WHAT TO DO
Search the records below for the line containing "leaving orientation untouched.". Output that line and all later lines exactly; output nothing else.

MATERIAL SUPPLIED
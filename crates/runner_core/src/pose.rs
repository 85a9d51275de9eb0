//! Pose type for spatial positioning.
//!
//! Tracks run along +Z in local space: a segment's forward axis is its
//! rotation applied to `Vec3::Z`. Sockets and anchors are poses, so gluing a
//! segment to the chain is pose composition, never a physics query.

use glam::{Quat, Vec3};

/// A position and orientation pair. Scale is not modelled; track pieces and
/// pooled actors are placed rigid.
#[derive(Debug, Clone, Copy, PartialEq)]
pub struct Pose {
    pub position: Vec3,
    pub rotation: Quat,
}

impl Default for Pose {
    fn default() -> Self {
        Self::IDENTITY
    }
}

impl Pose {
    /// The origin pose: zero position, identity rotation.
    pub const IDENTITY: Self = Self {
        position: Vec3::ZERO,
        rotation: Quat::IDENTITY,
    };

    pub fn new(position: Vec3, rotation: Quat) -> Self {
        Self { position, rotation }
    }

    /// Create a pose at the given position with identity rotation.
    pub fn from_position(position: Vec3) -> Self {
        Self {
            position,
            rotation: Quat::IDENTITY,
        }
    }

    /// Create a pose from a position and a yaw angle (radians, around +Y).
    pub fn from_position_yaw(position: Vec3, yaw: f32) -> Self {
        Self {
            position,
            rotation: Quat::from_rotation_y(yaw),
        }
    }

    /// Forward direction (+Z rotated by this pose).
    pub fn forward(&self) -> Vec3 {
        self.rotation * Vec3::Z
    }

    /// Right direction (+X rotated by this pose).
    pub fn right(&self) -> Vec3 {
        self.rotation * Vec3::X
    }

    /// Up direction (+Y rotated by this pose).
    pub fn up(&self) -> Vec3 {
        self.rotation * Vec3::Y
    }

    /// Map a point from this pose's local space into world space.
    pub fn transform_point(&self, local: Vec3) -> Vec3 {
        self.position + self.rotation * local
    }

    /// Compose a local pose (e.g. a socket offset) with this pose, yielding
    /// the local pose expressed in world space.
    pub fn transform_pose(&self, local: Pose) -> Pose {
        Pose {
            position: self.transform_point(local.position),
            rotation: self.rotation * local.rotation,
        }
    }

    /// Translate the pose by a delta, leaving orientation untouched.
    pub fn translate(&mut self, delta: Vec3) {
        self.position += delta;
    }

    /// Positional distance to another pose.
    pub fn distance(&self, other: &Pose) -> f32 {
        self.position.distance(other.position)
    }

    /// True when position and rotation match within `eps`.
    pub fn approx_eq(&self, other: &Pose, eps: f32) -> bool {
        self.position.distance(other.position) <= eps
            && self.rotation.angle_between(other.rotation) <= eps
    }
}

#[cfg(test)]
mod tests {
    use super::*;
    use std::f32::consts::FRAC_PI_2;

    #[test]
    fn identity_forward_is_plus_z() {
        assert_eq!(Pose::IDENTITY.forward(), Vec3::Z);
    }

    #[test]
    fn yaw_quarter_turn_faces_plus_x() {
        // Positive yaw turns right: +90° takes +Z to +X.
        let p = Pose::from_position_yaw(Vec3::ZERO, FRAC_PI_2);
        assert!(p.forward().distance(Vec3::X) < 1e-5);
    }

    #[test]
    fn transform_pose_composes_offsets() {
        let base = Pose::from_position_yaw(Vec3::new(0.0, 0.0, 10.0), FRAC_PI_2);
        let socket = Pose::from_position(Vec3::new(0.0, 0.0, 5.0));
        let world = base.transform_pose(socket);
        // Socket 5 ahead of a base facing +X lands at x = 5.
        assert!(world.position.distance(Vec3::new(5.0, 0.0, 10.0)) < 1e-4);
        assert!(world.forward().distance(Vec3::X) < 1e-5);
    }

    #[test]
    fn transform_point_roundtrip_with_inverse() {
        let p = Pose::from_position_yaw(Vec3::new(3.0, 0.0, -2.0), 0.7);
        let local = Vec3::new(1.5, 0.0, 4.0);
        let world = p.transform_point(local);
        let back = p.rotation.inverse() * (world - p.position);
        assert!(back.distance(local) < 1e-5);
    }
}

THE ANSWER
    /// Translate the pose by a delta, leaving orientation untouched.
    pub fn translate(&mut self, delta: Vec3) {
        self.position += delta;
    }

    /// Positional distance to another pose.
    pub fn distance(&self, other: &Pose) -> f32 {
        self.position.distance(other.position)
    }

    /// True when position and rotation match within `eps`.
    pub fn approx_eq(&self, other: &Pose, eps: f32) -> bool {
        self.position.distance(other.position) <= eps
            && self.rotation.angle_between(other.rotation) <= eps
    }
}

#[cfg(test)]
mod tests {
    use super::*;
    use std::f32::consts::FRAC_PI_2;

    #[test]
    fn identity_forward_is_plus_z() {
        assert_eq!(Pose::IDENTITY.forward(), Vec3::Z);
    }

    #[test]
    fn yaw_quarter_turn_faces_plus_x() {
        // Positive yaw turns right: +90° takes +Z to +X.
        let p = Pose::from_position_yaw(Vec3::ZERO, FRAC_PI_2);
        assert!(p.forward().distance(Vec3::X) < 1e-5);
    }

    #[test]
    fn transform_pose_composes_offsets() {
        let base = Pose::from_position_yaw(Vec3::new(0.0, 0.0, 10.0), FRAC_PI_2);
        let socket = Pose::from_position(Vec3::new(0.0, 0.0, 5.0));
        let world = base.transform_pose(socket);
        // Socket 5 ahead of a base facing +X lands at x = 5.
        assert!(world.position.distance(Vec3::new(5.0, 0.0, 10.0)) < 1e-4);
        assert!(world.forward().distance(Vec3::X) < 1e-5);
    }

    #[test]
    fn transform_point_roundtrip_with_inverse() {
        let p = Pose::from_position_yaw(Vec3::new(3.0, 0.0, -2.0), 0.7);
        let local = Vec3::new(1.5, 0.0, 4.0);
        let world = p.transform_point(local);
        let back = p.rotation.inverse() * (world - p.position);
        assert!(back.distance(local) < 1e-5);
    }
}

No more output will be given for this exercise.